*Amid legislative efforts to tweak the Affordable Care Act, business lobbyists and unions are uniting to push for a bill that would repeal the $63 reinsurance tax–a two-year levy on group plans designed, in the words of The Hill, to “help stabilize the individual market as sick patients come on board.” The tax would be in effect from 2014-2016, and the bill to nullify it, cosponsored by Reps. Pat Tiberi (R-Ohio) and Dan Lipinski (D-Ill.), was introduced to the House on Thursday.
*Speaking of unions and healthcare, public transit officials in the San Francisco Bay area want to relaunch CBA negotiations after the October BART workers strike because they claim to have “accidentally” included family medical leave in the four-year deal that ended the work stoppage. Service Employees International Union and Amalgamated Transit Union officials are unimpressed, accusing BART management of negotiating in bad faith, in statements quoted by Reuters.
*Tim Geithner is taking a whirl through the revolving door. The former Treasury Secretary will join private-equity firm Warburg Pincus LLC on March 1. The leveraged buyout outfit will, presumably, leverage (sorry) the experience (read: connections) Geithner accumulated in his 26 years of public sector experience.
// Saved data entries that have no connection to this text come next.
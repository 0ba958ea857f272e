use std::collections::BTreeMap;

use axum::{
    body::{Body, Bytes},
    extract::{Path, Query, State},
    http::header,
    response::{
        sse::{Event as SseEvent, KeepAlive, Sse},
        IntoResponse, Response,
    },
    Json,
};
use serde::Deserialize;
use serde_json::{json, Map, Value};
use tokio_stream::{Stream, StreamExt};

use newsdigest_core::news::{normalize, Category, Endpoint, RawQuery, ENDPOINT_KEY};
use newsdigest_core::{collect_digest, Error, NewsDigest, SummaryStream};

use super::{ApiError, AppState};

pub const NDJSON_CONTENT_TYPE: &str = "application/x-ndjson";

/// Body accepted by the streaming endpoints
#[derive(Debug, Default, Deserialize)]
pub struct SummarizeRequest {
    #[serde(default)]
    pub url: Option<String>,
    #[serde(default)]
    pub params: Option<Map<String, Value>>,
    #[serde(default)]
    pub max_articles: Option<u32>,
}

impl SummarizeRequest {
    fn string_params(&mut self) -> Result<Option<BTreeMap<String, String>>, Error> {
        self.params.take().map(string_params).transpose()
    }

    fn into_query(mut self) -> Result<RawQuery, Error> {
        let params = self.string_params()?;
        RawQuery::from_parts(self.url, params)
    }
}

#[derive(Debug, Deserialize)]
pub struct HeadlinesQuery {
    pub country: Option<String>,
    pub category: Option<String>,
    pub q: Option<String>,
    pub max_articles: Option<u32>,
}

#[derive(Debug, Deserialize)]
pub struct CategoryQuery {
    pub country: Option<String>,
    pub max_articles: Option<u32>,
}

/// JSON parameter values become strings; nulls are dropped
fn string_params(params: Map<String, Value>) -> Result<BTreeMap<String, String>, Error> {
    let mut out = BTreeMap::new();
    for (key, value) in params {
        let value = match value {
            Value::String(s) => s,
            Value::Number(n) => n.to_string(),
            Value::Bool(b) => b.to_string(),
            Value::Null => continue,
            Value::Array(_) | Value::Object(_) => {
                return Err(Error::InvalidInput(format!(
                    "Parameter '{}' must be a string, number or boolean",
                    key
                )));
            }
        };
        out.insert(key, value);
    }
    Ok(out)
}

fn ndjson_response(stream: SummaryStream) -> Response {
    let lines = stream.map(|event| {
        serde_json::to_vec(&event).map(|mut line| {
            line.push(b'\n');
            line
        })
    });

    ([(header::CONTENT_TYPE, NDJSON_CONTENT_TYPE)], Body::from_stream(lines)).into_response()
}

/// GET / - Service status
pub async fn root() -> Json<Value> {
    Json(json!({
        "status": "active",
        "message": "News summarization service is running",
        "version": env!("CARGO_PKG_VERSION"),
    }))
}

/// POST /summarize - Stream summaries as newline-delimited JSON
pub async fn summarize(
    State(state): State<AppState>,
    Json(body): Json<SummarizeRequest>,
) -> Result<Response, ApiError> {
    let max_articles = state.max_articles(body.max_articles);
    let raw = body.into_query()?;

    let stream = state.pipeline.stream_summaries(raw, max_articles).await?;
    Ok(ndjson_response(stream))
}

/// POST /summarize/events - Stream summaries as server-sent events
pub async fn summarize_events(
    State(state): State<AppState>,
    Json(body): Json<SummarizeRequest>,
) -> Result<Sse<impl Stream<Item = Result<SseEvent, axum::Error>>>, ApiError> {
    let max_articles = state.max_articles(body.max_articles);
    let raw = body.into_query()?;

    let stream = state.pipeline.stream_summaries(raw, max_articles).await?;
    let events = stream.map(|event| SseEvent::default().json_data(&event));

    Ok(Sse::new(events).keep_alive(KeepAlive::default()))
}

/// Parse an optional JSON body; only an empty body means "no body"
fn optional_body(body: &[u8]) -> Result<SummarizeRequest, Error> {
    if body.iter().all(u8::is_ascii_whitespace) {
        return Ok(SummarizeRequest::default());
    }
    serde_json::from_slice(body).map_err(|e| Error::InvalidInput(format!("Malformed request body: {}", e)))
}

/// POST /top-headlines - Like `/summarize`, restricted to the top-headlines endpoint.
/// Parameters take precedence over a URL.
pub async fn top_headlines_stream(State(state): State<AppState>, body: Bytes) -> Result<Response, ApiError> {
    let mut body = optional_body(&body)?;
    let max_articles = state.max_articles(body.max_articles);

    let params = body.string_params()?.filter(|p| !p.is_empty());
    let url = body.url.take().filter(|u| !u.trim().is_empty());

    let raw = match (params, url) {
        (Some(mut params), _) => {
            params.insert(ENDPOINT_KEY.to_string(), Endpoint::TopHeadlines.to_string());
            RawQuery::Params(params)
        }
        (None, Some(url)) => {
            let endpoint = normalize(RawQuery::Url(url.clone()))?.endpoint();
            if endpoint != Endpoint::TopHeadlines {
                return Err(Error::InvalidInput(format!(
                    "URL must target the top-headlines endpoint, got '{}'",
                    endpoint
                ))
                .into());
            }
            RawQuery::Url(url)
        }
        (None, None) => RawQuery::Params(BTreeMap::from([
            ("country".to_string(), "us".to_string()),
            (ENDPOINT_KEY.to_string(), Endpoint::TopHeadlines.to_string()),
        ])),
    };

    let stream = state.pipeline.stream_summaries(raw, max_articles).await?;
    Ok(ndjson_response(stream))
}

/// GET /top-headlines - Aggregated digest of top headlines
pub async fn top_headlines_digest(
    State(state): State<AppState>,
    Query(query): Query<HeadlinesQuery>,
) -> Result<Json<NewsDigest>, ApiError> {
    let mut params: BTreeMap<String, String> = [
        ("country", query.country),
        ("category", query.category),
        ("q", query.q),
    ]
    .into_iter()
    .filter_map(|(key, value)| {
        value
            .filter(|v| !v.trim().is_empty())
            .map(|v| (key.to_string(), v))
    })
    .collect();

    if params.is_empty() {
        return Err(Error::InvalidInput(
            "At least one of 'country', 'category' or 'q' is required".to_string(),
        )
        .into());
    }
    params.insert(ENDPOINT_KEY.to_string(), Endpoint::TopHeadlines.to_string());

    let raw = RawQuery::Params(params);
    let query_info = normalize(raw.clone())?.to_string();
    let max_articles = state.max_articles(query.max_articles);

    let stream = state.pipeline.stream_summaries(raw, max_articles).await?;
    Ok(Json(collect_digest(stream, query_info).await))
}

/// GET /headlines/:category - Stream a category preset
pub async fn category_headlines(
    State(state): State<AppState>,
    Path(category): Path<String>,
    Query(query): Query<CategoryQuery>,
) -> Result<Response, ApiError> {
    let category = Category::parse(&category);
    tracing::debug!("Category headlines: {}", category);

    let raw = category.to_query(query.country.as_deref());
    let max_articles = state.max_articles(query.max_articles);

    let stream = state.pipeline.stream_summaries(raw, max_articles).await?;
    Ok(ndjson_response(stream))
}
*In the Detroit-area yesterday, Wayne County prosecutors announced that the killer of Renisha McBride, 19, would face second degree murder and manslaughter charges. McBride was shot with a shotgun by Theodore Wafer, a white suburban homeowner, when she knocked on his door asking for help in the wake of a car accident. In the New Yorker this morning, Jelani Cobb writes about how McBride’s killing is another case of black people seeking help “read as something far more sinister.”
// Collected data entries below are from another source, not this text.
#![forbid(unsafe_code)]

//! Failure payload carried by [`LoadState::Failed`](crate::LoadState::Failed).
//!
//! A load failure is a rendered, display-ready message, not a live error
//! value: by the time a failure reaches the state cell it has already been
//! caught at the orchestrator boundary and flattened to text. Keeping the
//! payload structural (plain `String`, derived equality) is what lets the
//! cell's change suppression treat two identical failures as the same state.

use std::fmt;

/// A rendered load failure.
///
/// Compares structurally, so publishing the same failure twice in a row is a
/// suppressed no-op at the cell level.
#[derive(Debug, Clone, PartialEq, Eq, Hash)]
pub struct LoadError {
    message: String,
}

impl LoadError {
    /// Create a failure from a display-ready message.
    #[must_use]
    pub fn new(message: impl Into<String>) -> Self {
        Self {
            message: message.into(),
        }
    }

    /// The rendered failure message.
    #[must_use]
    pub fn message(&self) -> &str {
        &self.message
    }
}

impl fmt::Display for LoadError {
    fn fmt(&self, f: &mut fmt::Formatter<'_>) -> fmt::Result {
        f.write_str(&self.message)
    }
}

impl std::error::Error for LoadError {}

impl From<String> for LoadError {
    fn from(message: String) -> Self {
        Self { message }
    }
}

impl From<&str> for LoadError {
    fn from(message: &str) -> Self {
        Self::new(message)
    }
}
*And this morning, it was reported that Gerardo Hernandez, the TSA Officer who was killed in a shooting at LAX this month, bled for 33 minutes before receiving medical attention. The delay, as described by Gawker, can only leave his family with burning questions:
Hernandez lay wounded on the floor, only 20 feet from an exit, as paramedics waited for clearance to enter the terminal. They were kept 150 yards away for more than 25 minutes after the gunman was shot and taken into custody.